_Stored data_
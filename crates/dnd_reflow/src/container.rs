use std::rc::Rc;
use std::time::Duration;

use tracing::debug;

use crate::drag::{ContainerId, DragInfo, DragResult};
use crate::drop::{DropEvent, DropResult, resolve_drop, splice};
use crate::layout::Layout;
use crate::options::ContainerOptions;
use crate::session::{DragSession, Phase};
use crate::stretch::InsertionStretcher;
use crate::translation::TranslationCalculator;

/// How long after a reset the host should wait before calling
/// [`Container::restore_animations`], so the reset itself is not animated.
pub const ANIMATION_RESTORE_DELAY: Duration = Duration::from_millis(50);

type DropCallback<S, P> = Rc<dyn Fn(&DropEvent<'_, S, P>)>;

/// One list taking part in drag-and-drop reordering.
///
/// Owns the slot sequence, the layout it is measured with, and the state of the
/// gesture currently passing over it.
pub struct Container<L: Layout, P> {
    id: ContainerId,
    options: ContainerOptions,
    layout: L,
    slots: Vec<L::Slot>,
    session: DragSession,
    stretcher: InsertionStretcher,
    animations_pending: bool,
    on_drop: Option<DropCallback<L::Slot, P>>,
}

impl<L, P> Container<L, P>
where
    L: Layout,
    L::Slot: Clone,
    P: Clone,
{
    pub fn new(layout: L, slots: impl Into<Vec<L::Slot>>, options: ContainerOptions) -> Self {
        Self {
            id: ContainerId::next(),
            options,
            layout,
            slots: slots.into(),
            session: DragSession::new(),
            stretcher: InsertionStretcher::new(),
            animations_pending: false,
            on_drop: None,
        }
    }

    /// Provide a callback invoked when a drop commits a change to this container.
    ///
    /// It runs before the container splices its own slot sequence, so the
    /// indices it receives refer to the sequence as it was during the drag.
    pub fn on_drop(mut self, on_drop: impl Fn(&DropEvent<'_, L::Slot, P>) + 'static) -> Self {
        self.on_drop = Some(Rc::new(on_drop));
        self
    }

    pub fn id(&self) -> ContainerId {
        self.id
    }

    pub fn options(&self) -> &ContainerOptions {
        &self.options
    }

    pub fn set_options(&mut self, options: ContainerOptions) {
        self.options = options;
    }

    pub fn layout(&self) -> &L {
        &self.layout
    }

    pub fn layout_mut(&mut self) -> &mut L {
        &mut self.layout
    }

    pub fn slots(&self) -> &[L::Slot] {
        &self.slots
    }

    /// Replaces the slot sequence. Any gesture in progress is cancelled first.
    pub fn set_slots(&mut self, slots: impl Into<Vec<L::Slot>>) {
        if self.session.phase() == Phase::Tracking {
            self.cancel();
        }
        self.slots = slots.into();
    }

    pub fn phase(&self) -> Phase {
        self.session.phase()
    }

    pub fn is_drag_relevant(&self, info: &DragInfo<L::Slot, P>) -> bool {
        self.options.is_drag_relevant(self.id, info)
    }

    /// Processes one pointer update and returns this container's verdict.
    pub fn handle_drag(&mut self, info: &mut DragInfo<L::Slot, P>) -> DragResult {
        self.run(info)
    }

    /// Re-runs the gesture's last update against fresh geometry after the
    /// container scrolled. `None` outside a gesture.
    ///
    /// `info` is the live gesture, still at the last pointer position. The
    /// re-run may claim or release the drop target on it, since scrolling can
    /// move the list under or away from a resting pointer.
    pub fn handle_scroll(&mut self, info: &mut DragInfo<L::Slot, P>) -> Option<DragResult> {
        if self.session.phase() == Phase::Idle {
            return None;
        }
        info.invalidate_shadow = true;
        let result = self.run(info);
        info.invalidate_shadow = false;
        Some(result)
    }

    /// Tells the layout its cached geometry is stale and re-runs the last update.
    pub fn invalidate_rect(&mut self, info: &mut DragInfo<L::Slot, P>) -> Option<DragResult> {
        self.layout.invalidate();
        self.handle_scroll(info)
    }

    /// The verdict of the last update, all `None` outside a gesture.
    pub fn drag_result(&self) -> DragResult {
        self.session.last_result()
    }

    /// Ends the gesture. Commits when the gesture landed on a target and this
    /// container has something to insert or remove.
    pub fn handle_drop(&mut self, info: &DragInfo<L::Slot, P>) -> Option<DropResult> {
        let result = self.session.last_result();
        self.finish();

        info.target?;
        let drop = DropResult {
            added_index: resolve_drop(result.added_index, result.removed_index),
            removed_index: result.removed_index,
        };
        if drop.added_index.is_none() && drop.removed_index.is_none() {
            return None;
        }

        debug!(
            container = self.id.as_u64(),
            added_index = ?drop.added_index,
            removed_index = ?drop.removed_index,
            "committing drop"
        );
        if let Some(on_drop) = self.on_drop.as_ref() {
            on_drop(&DropEvent {
                drag_info: info,
                added_index: drop.added_index,
                removed_index: drop.removed_index,
                payload: &info.payload,
                element: &info.element,
            });
        }
        splice(&mut self.slots, drop, &info.element);
        Some(drop)
    }

    /// Abandons the gesture without committing anything.
    pub fn cancel(&mut self) {
        debug!(container = self.id.as_u64(), "drag cancelled");
        self.finish();
    }

    /// Whether [`restore_animations`](Self::restore_animations) is still due.
    pub fn animations_pending(&self) -> bool {
        self.animations_pending
    }

    /// Re-enables slide transitions switched off by the last reset.
    pub fn restore_animations(&mut self) {
        if !self.animations_pending {
            return;
        }
        for slot in &self.slots {
            self.layout.set_animated(slot, true);
        }
        self.animations_pending = false;
    }

    /// A fresh calculator for layers that preview translations on their own.
    pub fn translation_calculator(&self) -> TranslationCalculator {
        TranslationCalculator::new()
    }

    fn run(&mut self, info: &mut DragInfo<L::Slot, P>) -> DragResult {
        let result = self.session.update(
            &mut self.layout,
            &self.slots,
            self.id,
            self.options.behaviour,
            info,
        );
        self.stretcher.update(
            &mut self.layout,
            &self.slots,
            result.added_index,
            result.removed_index,
            result.element_size,
        );
        result
    }

    /// Puts every slot back in place before the session state is discarded.
    fn finish(&mut self) {
        for slot in &self.slots {
            self.layout.set_animated(slot, false);
            self.layout.set_translation(slot, 0.);
            self.layout.set_visibility(slot, true);
        }
        self.animations_pending = !self.slots.is_empty();
        self.stretcher.reset(&mut self.layout);
        self.session.reset();
    }
}

#[cfg(test)]
mod tests {
    use super::*;
    use crate::geometry::{Point, Size};
    use crate::memory::{MemoryLayout, SlotId};

    fn container(sizes: &[f32]) -> Container<MemoryLayout, &'static str> {
        let (layout, slots) = MemoryLayout::vertical(100., sizes);
        Container::new(layout, slots, ContainerOptions::default())
    }

    fn foreign_drag(y: f32) -> DragInfo<SlotId, &'static str> {
        DragInfo::new(ContainerId::next(), SlotId(99), Size::new(50., 10.), "x")
            .at(Point::new(5., y))
    }

    #[test]
    fn scroll_outside_a_gesture_does_nothing() {
        let mut list = container(&[10., 10.]);
        let mut info = foreign_drag(5.);
        assert_eq!(list.handle_scroll(&mut info), None);
        assert_eq!(info.target, None);
        assert_eq!(list.layout().translation_writes(), 0);
    }

    #[test]
    fn scroll_recomputes_the_shadow_from_fresh_geometry() {
        let mut list = container(&[10., 10., 10.]);
        let mut info = foreign_drag(22.);
        let first = list.handle_drag(&mut info);
        let shadow = first.shadow_begin_end.unwrap();
        assert_eq!((shadow.begin, shadow.end), (20., 30.));

        // Slots 0 and 1 swap places under the pointer.
        list.layout_mut()
            .relayout(&[SlotId(1), SlotId(0), SlotId(2)]);

        // A plain update inside the band keeps the cached shadow.
        let cached = list.handle_drag(&mut info);
        assert_eq!(cached.shadow_begin_end, first.shadow_begin_end);

        let rerun = list.handle_scroll(&mut info).unwrap();
        assert_eq!(rerun.added_index, Some(2));
        let shadow = rerun.shadow_begin_end.unwrap();
        assert_eq!((shadow.begin, shadow.end), (10., 30.));
        assert!(!info.invalidate_shadow);
    }

    #[test]
    fn invalidate_rect_reaches_the_layout_and_reruns() {
        let mut list = container(&[10., 10., 10.]);
        let mut info = foreign_drag(22.);
        assert_eq!(list.invalidate_rect(&mut info), None);
        assert_eq!(list.layout().invalidations(), 1);

        list.handle_drag(&mut info);
        list.layout_mut()
            .relayout(&[SlotId(1), SlotId(0), SlotId(2)]);
        let rerun = list.invalidate_rect(&mut info).unwrap();
        assert_eq!(list.layout().invalidations(), 2);
        assert_eq!(rerun.shadow_begin_end.map(|s| s.begin), Some(10.));
    }

    #[test]
    fn translation_calculator_is_independent_of_the_gesture() {
        let mut list = container(&[10., 10., 10.]);
        let slots = list.slots().to_vec();
        let mut calc = list.translation_calculator();
        assert!(calc.apply(list.layout_mut(), &slots, Some(1), None, Some(10.)));
        assert!(!calc.apply(list.layout_mut(), &slots, Some(1), None, Some(10.)));
        assert_eq!(list.layout().translations(&slots), vec![0., 10., 10.]);
        assert_eq!(list.phase(), Phase::Idle);
        assert_eq!(list.drag_result(), DragResult::default());
    }

    #[test]
    fn cancel_resets_visuals_without_commit() {
        let mut list = container(&[10., 10., 10.]);
        let this = list.id();
        let mut info = DragInfo::new(this, SlotId(0), Size::new(50., 10.), "a")
            .element_index(0)
            .at(Point::new(5., 25.));
        list.handle_drag(&mut info);
        assert!(!list.layout().is_visible(SlotId(0)));

        list.cancel();
        assert_eq!(list.phase(), Phase::Idle);
        assert!(list.layout().is_visible(SlotId(0)));
        assert_eq!(list.layout().translations(list.slots()), vec![0., 0., 0.]);
        assert_eq!(list.drag_result(), DragResult::default());
        assert_eq!(list.slots(), &[SlotId(0), SlotId(1), SlotId(2)]);
    }

    #[test]
    fn animations_come_back_on_request() {
        let mut list = container(&[10., 10.]);
        list.cancel();
        assert!(list.animations_pending());
        assert!(!list.layout().is_animated(SlotId(1)));
        list.restore_animations();
        assert!(!list.animations_pending());
        assert!(list.layout().is_animated(SlotId(1)));
    }
}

_Task prompt_
Would you copy all lines in the records where the string "still" appears?

_Response_
    /// `info` is the live gesture, still at the last pointer position. The
    /// Whether [`restore_animations`](Self::restore_animations) is still due.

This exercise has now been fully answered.